The player must progress through a linear story with only the aid of the player character’s voice and
thoughts. The player does not have an understanding of the environmental location, so must explore
in order to become more familiar with it and eventualy escape. There are two semi open world
areas. The residential area, where the all the residents sleep and the town, where people spend the
day.
There are multiple ways to achieve the same objective. For example if the player wishes to find a
map they may find it in locations such as a hunting store, train station, or newsagent shop. This is
not garanteed, so it is up to the player to keep exploring until they find what they need.
The player takes the role of 45 year old Murdoch and has early early altzehimers. You have awoken
in a place you don’t recognize without memory of arriving. The story revolves around Murdoch who
has been abducted by aliens and put in an enclosure made by the beings- along with other humans
like himself. The aliens are attempting to create a slave race which is apparent from many hints
dropped that the player can observe throughout the game such as groups of people moving in
unisom or coordinating tasks at the same time without communicating. For reference, the hint
dropping with Inside’s husks (Figure 2 and 3) is a good example.
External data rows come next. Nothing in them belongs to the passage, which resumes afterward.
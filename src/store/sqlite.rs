use super::{DocumentStore, VersionToken, Versioned};
use crate::db::Db;
use crate::error::AppError;
use async_trait::async_trait;
use rusqlite::{params, OptionalExtension};
use serde_json::Value;
use sha2::{Digest, Sha256};
use tracing::{info, warn};

/// Local document store backed by SQLite, used for development and tests.
pub struct SqliteStore {
    db: Db,
}

enum WriteOutcome {
    Written(VersionToken),
    Conflict,
    Missing,
}

/// Tokens chain over the previous token so rewriting identical content
/// still yields a fresh version.
fn next_version(previous: Option<&VersionToken>, content: &str) -> VersionToken {
    let mut hasher = Sha256::new();
    if let Some(prev) = previous {
        hasher.update(prev.as_str().as_bytes());
    }
    hasher.update([0u8]);
    hasher.update(content.as_bytes());
    VersionToken::new(hex::encode(hasher.finalize()))
}

impl SqliteStore {
    pub fn new(db: Db) -> Self {
        SqliteStore { db }
    }

    pub fn open(path: &str) -> Result<Self, AppError> {
        Ok(SqliteStore::new(Db::open(path)?))
    }

    pub fn open_in_memory() -> Result<Self, AppError> {
        Ok(SqliteStore::new(Db::open_in_memory()?))
    }

    /// Write descriptions recorded for `path`, oldest first.
    pub fn history(&self, path: &str) -> Result<Vec<String>, AppError> {
        Ok(self.db.with_conn(|conn| {
            let mut stmt =
                conn.prepare("SELECT description FROM document_log WHERE path = ?1 ORDER BY id")?;
            let rows = stmt.query_map(params![path], |row| row.get::<_, String>(0))?;
            rows.collect()
        })?)
    }
}

#[async_trait]
impl DocumentStore for SqliteStore {
    async fn read(&self, path: &str) -> Result<Versioned<Value>, AppError> {
        let row = self.db.with_conn(|conn| {
            conn.query_row(
                "SELECT content, version FROM documents WHERE path = ?1",
                params![path],
                |row| Ok((row.get::<_, String>(0)?, row.get::<_, String>(1)?)),
            )
            .optional()
        })?;

        match row {
            Some((content, version)) => Ok(Versioned {
                document: serde_json::from_str(&content)?,
                version: VersionToken::new(version),
            }),
            None => Err(AppError::NotFound(path.to_string())),
        }
    }

    async fn write(
        &self,
        path: &str,
        document: &Value,
        expected: Option<&VersionToken>,
        description: &str,
    ) -> Result<VersionToken, AppError> {
        let content = serde_json::to_string(document)?;
        let version = next_version(expected, &content);

        let outcome = self.db.with_conn(|conn| {
            let tx = conn.transaction()?;
            let changed = match expected {
                Some(token) => tx.execute(
                    "UPDATE documents
                     SET content = ?1, version = ?2,
                         updated_at = strftime('%Y-%m-%dT%H:%M:%SZ', 'now')
                     WHERE path = ?3 AND version = ?4",
                    params![content, version.as_str(), path, token.as_str()],
                )?,
                None => tx.execute(
                    "INSERT INTO documents (path, content, version) VALUES (?1, ?2, ?3)
                     ON CONFLICT(path) DO NOTHING",
                    params![path, content, version.as_str()],
                )?,
            };

            if changed == 0 {
                let exists = tx
                    .query_row(
                        "SELECT 1 FROM documents WHERE path = ?1",
                        params![path],
                        |_| Ok(()),
                    )
                    .optional()?
                    .is_some();
                return Ok(if exists {
                    WriteOutcome::Conflict
                } else {
                    WriteOutcome::Missing
                });
            }

            tx.execute(
                "INSERT INTO document_log (path, version, description) VALUES (?1, ?2, ?3)",
                params![path, version.as_str(), description],
            )?;
            tx.commit()?;
            Ok(WriteOutcome::Written(version))
        })?;

        match outcome {
            WriteOutcome::Written(version) => {
                info!(path, %version, description, "document written");
                Ok(version)
            }
            WriteOutcome::Conflict => {
                warn!(path, "stale version on write");
                Err(AppError::VersionConflict {
                    path: path.to_string(),
                })
            }
            WriteOutcome::Missing => Err(AppError::NotFound(path.to_string())),
        }
    }
}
The player character is at a physical disadvantage being older, so they cannot fight back and
therefore the game levels should revolve around patience, strategy and escape to avoid danger and
make it hard to rush through the game. Having the player stay helplessly trapped and focused on
opening opportunities as well as during their uncomfortable scenario helps with the horror aspect.
Murdoch must find a way to surive so he can get back home to his wife, Harriet.
The mechanics consist of those similar to ‘Outlast’, which include the waiting and hiding stealth
constraints due to lack of equipment to fight back. The player will be able to stay undetected and
inconspicuous by not raising awarness of themselves. The player can leave, hide or blend in by
perfoming actions similar to those of NPCs.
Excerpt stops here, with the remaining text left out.